» **PROBLEM DESCRIPTION**:
Look through the listing below and report the lines that have the word "embedded" in them.

» **DATASET EXCERPTS**:
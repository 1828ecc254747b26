//! Response envelope types shared by API handlers.
//!
//! The mobile client expects a numeric `status` and a human-readable
//! `message` next to the payload, so envelopes carry both.

use serde::Serialize;

/// `{ "status": 200, "message": "..." }` with no payload.
#[derive(Debug, Serialize)]
pub struct StatusMessage {
    pub status: u16,
    pub message: String,
}

impl StatusMessage {
    pub fn ok(message: impl Into<String>) -> Self {
        Self {
            status: 200,
            message: message.into(),
        }
    }
}

/// Token envelope returned by login and refresh.
#[derive(Debug, Serialize)]
#[serde(rename_all = "camelCase")]
pub struct TokenResponse {
    pub token: String,
    pub token_type: &'static str,
    /// Token lifetime in seconds.
    pub expires_in: i64,
    pub status: u16,
    pub message: String,
}

/// Payload fields flattened next to `status` and `message`.
///
/// ```ignore
/// Ok(Json(Envelope::new(NotePayload { note }, "Note created")))
/// ```
#[derive(Debug, Serialize)]
pub struct Envelope<T: Serialize> {
    #[serde(flatten)]
    pub payload: T,
    pub status: u16,
    pub message: String,
}

impl<T: Serialize> Envelope<T> {
    pub fn new(payload: T, message: impl Into<String>) -> Self {
        Self {
            payload,
            status: 200,
            message: message.into(),
        }
    }
}
//! User entity model and DTOs.

use lumina_core::types::{DbId, Timestamp};
use lumina_core::users::USER_STATUS_ACTIVE;
use serde::{Deserialize, Serialize};
use sqlx::FromRow;

/// Full user row from the `users` table.
///
/// Contains the password hash -- NEVER serialize this to API responses directly.
/// Use [`UserResponse`] for external-facing output.
#[derive(Debug, Clone, FromRow)]
pub struct User {
    pub id: DbId,
    pub username: String,
    pub email: String,
    pub password_hash: String,
    pub avatar: Option<String>,
    pub student_type: Option<String>,
    pub status: i16,
    pub last_login_time: Option<Timestamp>,
    pub last_login_ip: Option<String>,
    pub created_at: Timestamp,
    pub updated_at: Timestamp,
}

impl User {
    pub fn is_active(&self) -> bool {
        self.status == USER_STATUS_ACTIVE
    }
}

/// Profile returned by the API (no password hash, no login IP).
#[derive(Debug, Clone, Serialize)]
#[serde(rename_all = "camelCase")]
pub struct UserResponse {
    pub id: DbId,
    pub username: String,
    pub email: String,
    pub avatar: Option<String>,
    pub student_type: Option<String>,
    pub status: i16,
    pub last_login_time: Option<Timestamp>,
    pub created_at: Timestamp,
    pub updated_at: Timestamp,
}

impl From<User> for UserResponse {
    fn from(user: User) -> Self {
        Self {
            id: user.id,
            username: user.username,
            email: user.email,
            avatar: user.avatar,
            student_type: user.student_type,
            status: user.status,
            last_login_time: user.last_login_time,
            created_at: user.created_at,
            updated_at: user.updated_at,
        }
    }
}

/// DTO for creating a new user. The password is already hashed.
#[derive(Debug)]
pub struct CreateUser {
    pub username: String,
    pub email: String,
    pub password_hash: String,
    pub status: i16,
}

/// Self-service profile update. All fields are optional.
#[derive(Debug, Default, Deserialize)]
#[serde(rename_all = "camelCase")]
pub struct UpdateProfile {
    pub username: Option<String>,
    pub email: Option<String>,
    pub avatar: Option<String>,
    pub student_type: Option<String>,
}
//! Handlers for the community feed: posts, likes and favorites.

use axum::extract::State;
use axum::http::StatusCode;
use lumina_core::error::CoreError;
use lumina_core::posts::{clamp_hot_limit, validate_post_content, validate_post_title};
use lumina_core::types::DbId;
use lumina_db::models::post::{CreatePost, Post, PostResponse, UpdatePost};
use lumina_db::repositories::{FavoriteRepo, LikeRepo, PostRepo};

use crate::error::AppResult;
use crate::extract::{Json, Path, Query};
use crate::middleware::auth::AuthUser;
use crate::query::HotPostParams;
use crate::state::AppState;

/// GET /api/posts
///
/// All posts with their authors, newest first.
pub async fn list_posts(
    _auth: AuthUser,
    State(state): State<AppState>,
) -> AppResult<Json<Vec<PostResponse>>> {
    let posts = PostRepo::list_with_authors(&state.pool).await?;
    Ok(Json(posts.into_iter().map(PostResponse::from).collect()))
}

/// GET /api/posts/hot?limit=
pub async fn hot_posts(
    _auth: AuthUser,
    State(state): State<AppState>,
    Query(params): Query<HotPostParams>,
) -> AppResult<Json<Vec<PostResponse>>> {
    let limit = clamp_hot_limit(params.limit);
    let posts = PostRepo::list_hot(&state.pool, limit).await?;
    Ok(Json(posts.into_iter().map(PostResponse::from).collect()))
}

/// GET /api/posts/{id}
pub async fn get_post(
    _auth: AuthUser,
    State(state): State<AppState>,
    Path(id): Path<DbId>,
) -> AppResult<Json<PostResponse>> {
    post_response(&state, id).await.map(Json)
}

/// POST /api/posts
pub async fn create_post(
    auth: AuthUser,
    State(state): State<AppState>,
    Json(input): Json<CreatePost>,
) -> AppResult<Json<PostResponse>> {
    validate_post_title(&input.title).map_err(CoreError::Validation)?;
    validate_post_content(&input.content).map_err(CoreError::Validation)?;

    let post = PostRepo::create(&state.pool, auth.user_id, &input).await?;

    tracing::info!(user_id = auth.user_id, post_id = post.id, "Post created");

    post_response(&state, post.id).await.map(Json)
}

/// PUT|POST /api/posts/{id}
///
/// Author only. Omitted fields keep their value.
pub async fn update_post(
    auth: AuthUser,
    State(state): State<AppState>,
    Path(id): Path<DbId>,
    Json(input): Json<UpdatePost>,
) -> AppResult<Json<PostResponse>> {
    load_authored(&state, id, &auth).await?;

    if let Some(title) = &input.title {
        validate_post_title(title).map_err(CoreError::Validation)?;
    }
    if let Some(content) = &input.content {
        validate_post_content(content).map_err(CoreError::Validation)?;
    }

    PostRepo::update(&state.pool, id, &input)
        .await?
        .ok_or(CoreError::not_found("Post", id))?;

    tracing::info!(user_id = auth.user_id, post_id = id, "Post updated");

    post_response(&state, id).await.map(Json)
}

/// DELETE /api/posts/{id}
///
/// Author only. Likes, favorites and comments go with the post.
pub async fn delete_post(
    auth: AuthUser,
    State(state): State<AppState>,
    Path(id): Path<DbId>,
) -> AppResult<StatusCode> {
    load_authored(&state, id, &auth).await?;
    PostRepo::delete(&state.pool, id).await?;

    tracing::info!(user_id = auth.user_id, post_id = id, "Post deleted");

    Ok(StatusCode::OK)
}

/// POST /api/posts/{id}/like
pub async fn like_post(
    auth: AuthUser,
    State(state): State<AppState>,
    Path(id): Path<DbId>,
) -> AppResult<StatusCode> {
    ensure_exists(&state, id).await?;
    let changed = LikeRepo::like(&state.pool, auth.user_id, id).await?;
    tracing::debug!(user_id = auth.user_id, post_id = id, changed, "Post liked");
    Ok(StatusCode::OK)
}

/// POST /api/posts/{id}/unlike
pub async fn unlike_post(
    auth: AuthUser,
    State(state): State<AppState>,
    Path(id): Path<DbId>,
) -> AppResult<StatusCode> {
    ensure_exists(&state, id).await?;
    let changed = LikeRepo::unlike(&state.pool, auth.user_id, id).await?;
    tracing::debug!(user_id = auth.user_id, post_id = id, changed, "Post unliked");
    Ok(StatusCode::OK)
}

/// POST /api/posts/{id}/favorite
pub async fn favorite_post(
    auth: AuthUser,
    State(state): State<AppState>,
    Path(id): Path<DbId>,
) -> AppResult<StatusCode> {
    ensure_exists(&state, id).await?;
    let changed = FavoriteRepo::add(&state.pool, auth.user_id, id).await?;
    tracing::debug!(user_id = auth.user_id, post_id = id, changed, "Post favorited");
    Ok(StatusCode::OK)
}

/// POST /api/posts/{id}/unfavorite
pub async fn unfavorite_post(
    auth: AuthUser,
    State(state): State<AppState>,
    Path(id): Path<DbId>,
) -> AppResult<StatusCode> {
    ensure_exists(&state, id).await?;
    let changed = FavoriteRepo::remove(&state.pool, auth.user_id, id).await?;
    tracing::debug!(user_id = auth.user_id, post_id = id, changed, "Post unfavorited");
    Ok(StatusCode::OK)
}

// ---------------------------------------------------------------------------
// Helpers
// ---------------------------------------------------------------------------

pub(crate) async fn ensure_exists(state: &AppState, id: DbId) -> AppResult<Post> {
    let post = PostRepo::find_by_id(&state.pool, id)
        .await?
        .ok_or(CoreError::not_found("Post", id))?;
    Ok(post)
}

async fn load_authored(state: &AppState, id: DbId, auth: &AuthUser) -> AppResult<Post> {
    let post = ensure_exists(state, id).await?;
    if post.user_id != auth.user_id {
        return Err(CoreError::not_owner("post").into());
    }
    Ok(post)
}

async fn post_response(state: &AppState, id: DbId) -> AppResult<PostResponse> {
    let post = PostRepo::find_with_author(&state.pool, id)
        .await?
        .ok_or(CoreError::not_found("Post", id))?;
    Ok(post.into())
}
//! Study note model and DTOs.

use lumina_core::notes::Subject;
use lumina_core::types::{DbId, Timestamp};
use serde::{Deserialize, Serialize};
use sqlx::FromRow;

/// A row from the `notes` table.
#[derive(Debug, Clone, FromRow, Serialize)]
#[serde(rename_all = "camelCase")]
pub struct Note {
    pub id: DbId,
    pub user_id: DbId,
    pub title: String,
    pub content: String,
    pub category_id: Option<i32>,
    pub tags: Vec<String>,
    pub attachment_paths: Vec<String>,
    #[serde(rename = "shared")]
    pub is_shared: bool,
    pub status: i16,
    pub created_at: Timestamp,
    pub updated_at: Timestamp,
}

/// A note plus the subject label derived from its category.
#[derive(Debug, Serialize)]
pub struct NoteResponse {
    #[serde(flatten)]
    pub note: Note,
    pub subject: Option<&'static str>,
}

impl From<Note> for NoteResponse {
    fn from(note: Note) -> Self {
        let subject = note
            .category_id
            .and_then(Subject::from_category_id)
            .map(Subject::label);
        Self { note, subject }
    }
}

/// DTO for creating a note. The owner comes from the access token.
#[derive(Debug, Deserialize)]
#[serde(rename_all = "camelCase")]
pub struct CreateNote {
    pub title: String,
    pub content: Option<String>,
    pub category_id: Option<i32>,
    pub tags: Option<Vec<String>>,
    pub attachment_paths: Option<Vec<String>>,
    pub shared: Option<bool>,
}

/// DTO for updating a note. All fields are optional.
#[derive(Debug, Default, Deserialize)]
#[serde(rename_all = "camelCase")]
pub struct UpdateNote {
    pub title: Option<String>,
    pub content: Option<String>,
    pub category_id: Option<i32>,
    pub tags: Option<Vec<String>>,
    pub attachment_paths: Option<Vec<String>>,
    pub shared: Option<bool>,
    pub status: Option<i16>,
}
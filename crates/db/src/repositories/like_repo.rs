//! Repository for the `post_likes` table.
//!
//! Like rows and `posts.like_count` are always written in the same
//! transaction so the counter equals the number of like rows.

use lumina_core::types::DbId;
use sqlx::PgPool;

pub struct LikeRepo;

impl LikeRepo {
    /// Record that `user_id` likes `post_id`.
    ///
    /// Returns `false` (and changes nothing) if the like already existed.
    pub async fn like(pool: &PgPool, user_id: DbId, post_id: DbId) -> Result<bool, sqlx::Error> {
        let mut tx = pool.begin().await?;

        let inserted = sqlx::query(
            "INSERT INTO post_likes (user_id, post_id) VALUES ($1, $2)
             ON CONFLICT ON CONSTRAINT uq_post_likes_user_post DO NOTHING",
        )
        .bind(user_id)
        .bind(post_id)
        .execute(&mut *tx)
        .await?
        .rows_affected()
            > 0;

        if inserted {
            sqlx::query("UPDATE posts SET like_count = like_count + 1 WHERE id = $1")
                .bind(post_id)
                .execute(&mut *tx)
                .await?;
        }

        tx.commit().await?;
        Ok(inserted)
    }

    /// Remove a like. Returns `false` if there was nothing to remove.
    pub async fn unlike(pool: &PgPool, user_id: DbId, post_id: DbId) -> Result<bool, sqlx::Error> {
        let mut tx = pool.begin().await?;

        let removed = sqlx::query("DELETE FROM post_likes WHERE user_id = $1 AND post_id = $2")
            .bind(user_id)
            .bind(post_id)
            .execute(&mut *tx)
            .await?
            .rows_affected()
            > 0;

        if removed {
            sqlx::query(
                "UPDATE posts SET like_count = GREATEST(like_count - 1, 0) WHERE id = $1",
            )
            .bind(post_id)
            .execute(&mut *tx)
            .await?;
        }

        tx.commit().await?;
        Ok(removed)
    }

    pub async fn exists(pool: &PgPool, user_id: DbId, post_id: DbId) -> Result<bool, sqlx::Error> {
        let (exists,): (bool,) = sqlx::query_as(
            "SELECT EXISTS (SELECT 1 FROM post_likes WHERE user_id = $1 AND post_id = $2)",
        )
        .bind(user_id)
        .bind(post_id)
        .fetch_one(pool)
        .await?;
        Ok(exists)
    }
}
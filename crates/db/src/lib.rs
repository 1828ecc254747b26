//! PostgreSQL persistence for the Lumina server: pool setup, embedded
//! migrations, row models, and repositories.

use serde::Serialize;
use sqlx::postgres::PgPoolOptions;
use sqlx::FromRow;

pub mod models;
pub mod repositories;

pub type DbPool = sqlx::PgPool;

/// Create a connection pool from a database URL.
pub async fn create_pool(database_url: &str, max_connections: u32) -> Result<DbPool, sqlx::Error> {
    PgPoolOptions::new()
        .max_connections(max_connections)
        .connect(database_url)
        .await
}

/// Round-trip a trivial query to prove the database answers.
pub async fn health_check(pool: &DbPool) -> Result<(), sqlx::Error> {
    let (one,): (i32,) = sqlx::query_as("SELECT 1").fetch_one(pool).await?;
    if one != 1 {
        return Err(sqlx::Error::Protocol(format!(
            "health check returned {one}, expected 1"
        )));
    }
    Ok(())
}

/// Apply all pending migrations from `db/migrations`.
pub async fn run_migrations(pool: &DbPool) -> Result<(), sqlx::migrate::MigrateError> {
    sqlx::migrate!("../../db/migrations").run(pool).await
}

/// Number of server-side connections to the current database in one state.
#[derive(Debug, Clone, FromRow, Serialize)]
pub struct ConnectionStat {
    /// `active`, `idle`, `idle in transaction`, ... or `unknown`.
    pub state: String,
    pub connections: i64,
}

/// Connection counts per state from `pg_stat_activity`.
pub async fn connection_stats(pool: &DbPool) -> Result<Vec<ConnectionStat>, sqlx::Error> {
    sqlx::query_as::<_, ConnectionStat>(
        "SELECT COALESCE(state, 'unknown') AS state, COUNT(*) AS connections
         FROM pg_stat_activity
         WHERE datname = current_database()
         GROUP BY state
         ORDER BY state",
    )
    .fetch_all(pool)
    .await
}
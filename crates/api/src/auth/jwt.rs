//! JWT access-token generation and validation.
//!
//! Tokens are HS256-signed and carry a [`Claims`] payload. There is no
//! server-side session: a still-valid token can be exchanged for a fresh one
//! via `GET /api/auth/refresh`.

use jsonwebtoken::errors::ErrorKind;
use jsonwebtoken::{decode, encode, DecodingKey, EncodingKey, Header, Validation};
use lumina_core::types::DbId;
use serde::{Deserialize, Serialize};
use uuid::Uuid;

/// JWT claims embedded in every access token.
#[derive(Debug, Serialize, Deserialize, Clone)]
pub struct Claims {
    /// Subject -- the user's internal database id.
    pub sub: DbId,
    /// Username at the time the token was issued.
    pub username: String,
    /// Expiration time (UTC Unix timestamp).
    pub exp: i64,
    /// Issued-at time (UTC Unix timestamp).
    pub iat: i64,
    /// Unique token identifier (UUID v4).
    pub jti: String,
}

/// Configuration for JWT token generation and validation.
#[derive(Debug, Clone)]
pub struct JwtConfig {
    /// HMAC-SHA256 secret used to sign and verify tokens.
    pub secret: String,
    /// Token lifetime in seconds.
    pub expiration_secs: i64,
}

impl JwtConfig {
    /// Seven days.
    pub const DEFAULT_EXPIRATION_SECS: i64 = 7 * 24 * 60 * 60;
    /// Ten years.
    pub const MAX_EXPIRATION_SECS: i64 = 10 * 365 * 24 * 60 * 60;
}

/// Generate an HS256 token for the given user.
///
/// Returns the encoded token and its lifetime in seconds.
pub fn generate_token(
    user_id: DbId,
    username: &str,
    config: &JwtConfig,
) -> Result<(String, i64), jsonwebtoken::errors::Error> {
    let now = chrono::Utc::now().timestamp();
    let exp = now
        .checked_add(config.expiration_secs)
        .ok_or_else(|| ErrorKind::MissingRequiredClaim("exp".to_string()))?;

    let claims = Claims {
        sub: user_id,
        username: username.to_string(),
        exp,
        iat: now,
        jti: Uuid::new_v4().to_string(),
    };

    let token = encode(
        &Header::default(), // HS256
        &claims,
        &EncodingKey::from_secret(config.secret.as_bytes()),
    )?;
    Ok((token, config.expiration_secs))
}

/// Validate and decode a token, returning the embedded [`Claims`].
///
/// Validates the signature and expiration.
pub fn validate_token(
    token: &str,
    config: &JwtConfig,
) -> Result<Claims, jsonwebtoken::errors::Error> {
    let token_data = decode::<Claims>(
        token,
        &DecodingKey::from_secret(config.secret.as_bytes()),
        &Validation::default(), // HS256, validates exp
    )?;
    Ok(token_data.claims)
}

/// Pull the raw token out of an `Authorization` header value.
///
/// The `Bearer` scheme is optional and matched case-insensitively; a bare
/// token is accepted as-is. A scheme with no token yields `None`.
pub fn token_from_header(value: &str) -> Option<&str> {
    let value = value.trim();
    let token = match value.split_once(char::is_whitespace) {
        Some((scheme, rest)) if scheme.eq_ignore_ascii_case("bearer") => rest.trim(),
        _ if value.eq_ignore_ascii_case("bearer") => "",
        _ => value,
    };
    (!token.is_empty()).then_some(token)
}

» **OUTPUT OF THE EXERCISE**:
//! PostgreSQL persistence for the Lumina server: pool setup, embedded
/// JWT claims embedded in every access token.
/// Validate and decode a token, returning the embedded [`Claims`].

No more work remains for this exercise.